▼▼▼

//! Property-based tests for the engine's numeric invariants.
//!
//! Random stat lines and update sequences must never break the clamp,
//! derived-mean, purity, or monotonicity guarantees.

use chrono::Utc;
use proptest::prelude::*;

use riftcoach_core::config::{FlowConfig, RelationshipConfig};
use riftcoach_core::extract::ParticipantMetrics;
use riftcoach_core::flow::{FlowState, LiveSignals};
use riftcoach_core::moment::{self, MemoryMoment};
use riftcoach_core::profile::{SkillProfile, SubScores};
use riftcoach_core::relationship::PersonalityEvolution;
use riftcoach_core::scoring;
use riftcoach_core::types::{MatchId, MemoryCategory, RelationshipStage};

// ---------------------------------------------------------------------------
// Strategy helpers
// ---------------------------------------------------------------------------

prop_compose! {
    fn arb_metrics()(
        win in any::<bool>(),
        combat in (0u32..40, 0u32..25, 0u32..40, 0u32..25),
        economy in (0u32..500, 0u32..120_000, 0u32..120),
        objectives in (0u32..12, 0u32..4, 0u32..4, 0u32..6),
        multis in (0u32..6, 0u32..4, 0u32..3, 0u32..2),
        timings in (0u32..3000, 0u32..4000),
    ) -> ParticipantMetrics {
        let (kills, deaths, assists, spree) = combat;
        let (cs, damage, vision) = economy;
        let (turrets, inhibitors, barons, dragons) = objectives;
        let (doubles, triples, quadras, pentas) = multis;
        let (alive, seconds) = timings;
        ParticipantMetrics {
            match_id: MatchId("NA1_PROP".to_string()),
            champion: "Ahri".to_string(),
            role: "MID".to_string(),
            opponent_champion: None,
            win,
            kills,
            deaths,
            assists,
            cs,
            gold_earned: 0,
            damage_dealt: damage,
            damage_taken: 0,
            vision_score: vision,
            turret_kills: turrets,
            inhibitor_kills: inhibitors,
            baron_kills: barons,
            dragon_kills: dragons,
            largest_killing_spree: spree,
            double_kills: doubles,
            triple_kills: triples,
            quadra_kills: quadras,
            penta_kills: pentas,
            longest_time_alive_secs: alive,
            time_played_secs: seconds,
        }
    }
}

fn arb_category() -> impl Strategy<Value = MemoryCategory> {
    prop_oneof![
        Just(MemoryCategory::EpicPlay),
        Just(MemoryCategory::ClutchMoment),
        Just(MemoryCategory::Mistake),
        Just(MemoryCategory::LearningMoment),
        Just(MemoryCategory::FunnyMoment),
    ]
}

// ---------------------------------------------------------------------------
// Property: both scores are always within [0, 100]
// ---------------------------------------------------------------------------

proptest! {
    #[test]
    fn scores_always_clamped(m in arb_metrics()) {
        let performance = scoring::performance_score(&m);
        prop_assert!((0.0..=100.0).contains(&performance));

        let flow = scoring::match_flow_score(&m);
        prop_assert!((0.0..=100.0).contains(&flow));
    }
}

// ---------------------------------------------------------------------------
// Property: derived sub-scores are always within [0, 100]
// ---------------------------------------------------------------------------

proptest! {
    #[test]
    fn sub_scores_always_clamped(m in arb_metrics()) {
        let derived = SubScores::from_metrics(&m);
        for value in [
            derived.mechanics,
            derived.macro_play,
            derived.decision_making,
            derived.consistency,
            derived.clutch_factor,
        ] {
            prop_assert!((0.0..=100.0).contains(&value));
        }
    }
}

// ---------------------------------------------------------------------------
// Property: overall rating is the mean of the stored sub-scores after
// every update in any match sequence
// ---------------------------------------------------------------------------

proptest! {
    #[test]
    fn overall_rating_is_always_the_mean(matches in prop::collection::vec(arb_metrics(), 1..20)) {
        let mut profile = SkillProfile::new(Utc::now());
        for m in &matches {
            profile.apply_match(&SubScores::from_metrics(m), 0.7, 2.0, Utc::now());

            let mean = (profile.mechanics
                + profile.macro_play
                + profile.decision_making
                + profile.consistency
                + profile.clutch_factor)
                / 5.0;
            prop_assert!((profile.overall_rating - mean).abs() < 1e-9);
            prop_assert!((0.0..=100.0).contains(&profile.overall_rating));
        }
        prop_assert_eq!(profile.matches_analyzed as usize, matches.len());
    }
}

// ---------------------------------------------------------------------------
// Property: the classifier is a pure function of its inputs
// ---------------------------------------------------------------------------

proptest! {
    #[test]
    fn classification_is_pure(m in arb_metrics(), score in 0.0..100.0f64) {
        let first = moment::classify(&m, score);
        for _ in 0..5 {
            prop_assert_eq!(moment::classify(&m, score), first);
        }
    }
}

// ---------------------------------------------------------------------------
// Property: the classifier never emits FunnyMoment from match data
// ---------------------------------------------------------------------------

proptest! {
    #[test]
    fn classifier_never_invents_funny_moments(m in arb_metrics(), score in 0.0..100.0f64) {
        prop_assert_ne!(moment::classify(&m, score), Some(MemoryCategory::FunnyMoment));
    }
}

// ---------------------------------------------------------------------------
// Property: trust and interaction count never decrease; stage never
// regresses across any category sequence
// ---------------------------------------------------------------------------

proptest! {
    #[test]
    fn relationship_is_monotonic(categories in prop::collection::vec(arb_category(), 1..60)) {
        let config = RelationshipConfig::default();
        let mut personality = PersonalityEvolution::new(Utc::now());

        let mut prev_trust = personality.trust_level;
        let mut prev_count = personality.interaction_count;
        let mut prev_stage = personality.stage();

        for (i, category) in categories.iter().enumerate() {
            let m = ParticipantMetrics {
                match_id: MatchId(format!("NA1_{i}")),
                champion: "Ahri".to_string(),
                role: "MID".to_string(),
                opponent_champion: None,
                win: true,
                kills: 10,
                deaths: 1,
                assists: 5,
                cs: 150,
                gold_earned: 0,
                damage_dealt: 0,
                damage_taken: 0,
                vision_score: 0,
                turret_kills: 0,
                inhibitor_kills: 0,
                baron_kills: 0,
                dragon_kills: 0,
                largest_killing_spree: 3,
                double_kills: 0,
                triple_kills: 0,
                quadra_kills: 0,
                penta_kills: 0,
                longest_time_alive_secs: 0,
                time_played_secs: 1800,
            };
            let moment = MemoryMoment::from_match(*category, &m, 75.0, "gg".to_string(), Utc::now());
            personality.record_moment(&moment, &config, Utc::now());

            prop_assert!(personality.trust_level >= prev_trust);
            prop_assert!(personality.trust_level <= 100.0);
            prop_assert!(personality.interaction_count > prev_count);
            prop_assert!(personality.stage() >= prev_stage);

            prev_trust = personality.trust_level;
            prev_count = personality.interaction_count;
            prev_stage = personality.stage();
        }
    }
}

// ---------------------------------------------------------------------------
// Property: the stage step function is monotonic over raw counts
// ---------------------------------------------------------------------------

proptest! {
    #[test]
    fn stage_step_function_is_monotonic(a in 0u32..500, b in 0u32..500) {
        let (lo, hi) = if a <= b { (a, b) } else { (b, a) };
        prop_assert!(
            RelationshipStage::from_interactions(lo) <= RelationshipStage::from_interactions(hi)
        );
    }
}

// ---------------------------------------------------------------------------
// Property: flow score clamps and time-in-flow only ever grows
// ---------------------------------------------------------------------------

proptest! {
    #[test]
    fn flow_state_invariants(
        rounds in prop::collection::vec(
            (0.0..100.0f64, 0u32..100, 0.0..100.0f64, 0.0..100.0f64),
            1..40,
        )
    ) {
        let config = FlowConfig::default();
        let mut state = FlowState::new(Utc::now());
        let mut prev_time_in_flow = 0u64;

        for (quality, streak, confidence, focus) in rounds {
            let signals = LiveSignals {
                decision_quality: quality,
                win_streak: streak,
                confidence,
                focus_level: focus,
            };
            state.apply_signals(&signals, &config, Utc::now());

            prop_assert!((0.0..=100.0).contains(&state.flow_score));
            prop_assert_eq!(state.is_in_flow, state.flow_score >= config.in_flow_threshold);
            prop_assert!(state.time_in_flow >= prev_time_in_flow);
            prev_time_in_flow = state.time_in_flow;
        }
    }
}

▲▲▲

## What needs to be done
Mind each word and retype the entire listing above.

## Exercise answer
//! Property-based tests for the engine's numeric invariants.
//!
//! Random stat lines and update sequences must never break the clamp,
//! derived-mean, purity, or monotonicity guarantees.

use chrono::Utc;
use proptest::prelude::*;

use riftcoach_core::config::{FlowConfig, RelationshipConfig};
use riftcoach_core::extract::ParticipantMetrics;
use riftcoach_core::flow::{FlowState, LiveSignals};
use riftcoach_core::moment::{self, MemoryMoment};
use riftcoach_core::profile::{SkillProfile, SubScores};
use riftcoach_core::relationship::PersonalityEvolution;
use riftcoach_core::scoring;
use riftcoach_core::types::{MatchId, MemoryCategory, RelationshipStage};

// ---------------------------------------------------------------------------
// Strategy helpers
// ---------------------------------------------------------------------------

prop_compose! {
    fn arb_metrics()(
        win in any::<bool>(),
        combat in (0u32..40, 0u32..25, 0u32..40, 0u32..25),
        economy in (0u32..500, 0u32..120_000, 0u32..120),
        objectives in (0u32..12, 0u32..4, 0u32..4, 0u32..6),
        multis in (0u32..6, 0u32..4, 0u32..3, 0u32..2),
        timings in (0u32..3000, 0u32..4000),
    ) -> ParticipantMetrics {
        let (kills, deaths, assists, spree) = combat;
        let (cs, damage, vision) = economy;
        let (turrets, inhibitors, barons, dragons) = objectives;
        let (doubles, triples, quadras, pentas) = multis;
        let (alive, seconds) = timings;
        ParticipantMetrics {
            match_id: MatchId("NA1_PROP".to_string()),
            champion: "Ahri".to_string(),
            role: "MID".to_string(),
            opponent_champion: None,
            win,
            kills,
            deaths,
            assists,
            cs,
            gold_earned: 0,
            damage_dealt: damage,
            damage_taken: 0,
            vision_score: vision,
            turret_kills: turrets,
            inhibitor_kills: inhibitors,
            baron_kills: barons,
            dragon_kills: dragons,
            largest_killing_spree: spree,
            double_kills: doubles,
            triple_kills: triples,
            quadra_kills: quadras,
            penta_kills: pentas,
            longest_time_alive_secs: alive,
            time_played_secs: seconds,
        }
    }
}

fn arb_category() -> impl Strategy<Value = MemoryCategory> {
    prop_oneof![
        Just(MemoryCategory::EpicPlay),
        Just(MemoryCategory::ClutchMoment),
        Just(MemoryCategory::Mistake),
        Just(MemoryCategory::LearningMoment),
        Just(MemoryCategory::FunnyMoment),
    ]
}

// ---------------------------------------------------------------------------
// Property: both scores are always within [0, 100]
// ---------------------------------------------------------------------------

proptest! {
    #[test]
    fn scores_always_clamped(m in arb_metrics()) {
        let performance = scoring::performance_score(&m);
        prop_assert!((0.0..=100.0).contains(&performance));

        let flow = scoring::match_flow_score(&m);
        prop_assert!((0.0..=100.0).contains(&flow));
    }
}

// ---------------------------------------------------------------------------
// Property: derived sub-scores are always within [0, 100]
// ---------------------------------------------------------------------------

proptest! {
    #[test]
    fn sub_scores_always_clamped(m in arb_metrics()) {
        let derived = SubScores::from_metrics(&m);
        for value in [
            derived.mechanics,
            derived.macro_play,
            derived.decision_making,
            derived.consistency,
            derived.clutch_factor,
        ] {
            prop_assert!((0.0..=100.0).contains(&value));
        }
    }
}

// ---------------------------------------------------------------------------
// Property: overall rating is the mean of the stored sub-scores after
// every update in any match sequence
// ---------------------------------------------------------------------------

proptest! {
    #[test]
    fn overall_rating_is_always_the_mean(matches in prop::collection::vec(arb_metrics(), 1..20)) {
        let mut profile = SkillProfile::new(Utc::now());
        for m in &matches {
            profile.apply_match(&SubScores::from_metrics(m), 0.7, 2.0, Utc::now());

            let mean = (profile.mechanics
                + profile.macro_play
                + profile.decision_making
                + profile.consistency
                + profile.clutch_factor)
                / 5.0;
            prop_assert!((profile.overall_rating - mean).abs() < 1e-9);
            prop_assert!((0.0..=100.0).contains(&profile.overall_rating));
        }
        prop_assert_eq!(profile.matches_analyzed as usize, matches.len());
    }
}

// ---------------------------------------------------------------------------
// Property: the classifier is a pure function of its inputs
// ---------------------------------------------------------------------------

proptest! {
    #[test]
    fn classification_is_pure(m in arb_metrics(), score in 0.0..100.0f64) {
        let first = moment::classify(&m, score);
        for _ in 0..5 {
            prop_assert_eq!(moment::classify(&m, score), first);
        }
    }
}

// ---------------------------------------------------------------------------
// Property: the classifier never emits FunnyMoment from match data
// ---------------------------------------------------------------------------

proptest! {
    #[test]
    fn classifier_never_invents_funny_moments(m in arb_metrics(), score in 0.0..100.0f64) {
        prop_assert_ne!(moment::classify(&m, score), Some(MemoryCategory::FunnyMoment));
    }
}

// ---------------------------------------------------------------------------
// Property: trust and interaction count never decrease; stage never
// regresses across any category sequence
// ---------------------------------------------------------------------------

proptest! {
    #[test]
    fn relationship_is_monotonic(categories in prop::collection::vec(arb_category(), 1..60)) {
        let config = RelationshipConfig::default();
        let mut personality = PersonalityEvolution::new(Utc::now());

        let mut prev_trust = personality.trust_level;
        let mut prev_count = personality.interaction_count;
        let mut prev_stage = personality.stage();

        for (i, category) in categories.iter().enumerate() {
            let m = ParticipantMetrics {
                match_id: MatchId(format!("NA1_{i}")),
                champion: "Ahri".to_string(),
                role: "MID".to_string(),
                opponent_champion: None,
                win: true,
                kills: 10,
                deaths: 1,
                assists: 5,
                cs: 150,
                gold_earned: 0,
                damage_dealt: 0,
                damage_taken: 0,
                vision_score: 0,
                turret_kills: 0,
                inhibitor_kills: 0,
                baron_kills: 0,
                dragon_kills: 0,
                largest_killing_spree: 3,
                double_kills: 0,
                triple_kills: 0,
                quadra_kills: 0,
                penta_kills: 0,
                longest_time_alive_secs: 0,
                time_played_secs: 1800,
            };
            let moment = MemoryMoment::from_match(*category, &m, 75.0, "gg".to_string(), Utc::now());
            personality.record_moment(&moment, &config, Utc::now());

            prop_assert!(personality.trust_level >= prev_trust);
            prop_assert!(personality.trust_level <= 100.0);
            prop_assert!(personality.interaction_count > prev_count);
            prop_assert!(personality.stage() >= prev_stage);

            prev_trust = personality.trust_level;
            prev_count = personality.interaction_count;
            prev_stage = personality.stage();
        }
    }
}

// ---------------------------------------------------------------------------
// Property: the stage step function is monotonic over raw counts
// ---------------------------------------------------------------------------

proptest! {
    #[test]
    fn stage_step_function_is_monotonic(a in 0u32..500, b in 0u32..500) {
        let (lo, hi) = if a <= b { (a, b) } else { (b, a) };
        prop_assert!(
            RelationshipStage::from_interactions(lo) <= RelationshipStage::from_interactions(hi)
        );
    }
}

// ---------------------------------------------------------------------------
// Property: flow score clamps and time-in-flow only ever grows
// ---------------------------------------------------------------------------

proptest! {
    #[test]
    fn flow_state_invariants(
        rounds in prop::collection::vec(
            (0.0..100.0f64, 0u32..100, 0.0..100.0f64, 0.0..100.0f64),
            1..40,
        )
    ) {
        let config = FlowConfig::default();
        let mut state = FlowState::new(Utc::now());
        let mut prev_time_in_flow = 0u64;

        for (quality, streak, confidence, focus) in rounds {
            let signals = LiveSignals {
                decision_quality: quality,
                win_streak: streak,
                confidence,
                focus_level: focus,
            };
            state.apply_signals(&signals, &config, Utc::now());

            prop_assert!((0.0..=100.0).contains(&state.flow_score));
            prop_assert_eq!(state.is_in_flow, state.flow_score >= config.in_flow_threshold);
            prop_assert!(state.time_in_flow >= prev_time_in_flow);
            prev_time_in_flow = state.time_in_flow;
        }
    }
}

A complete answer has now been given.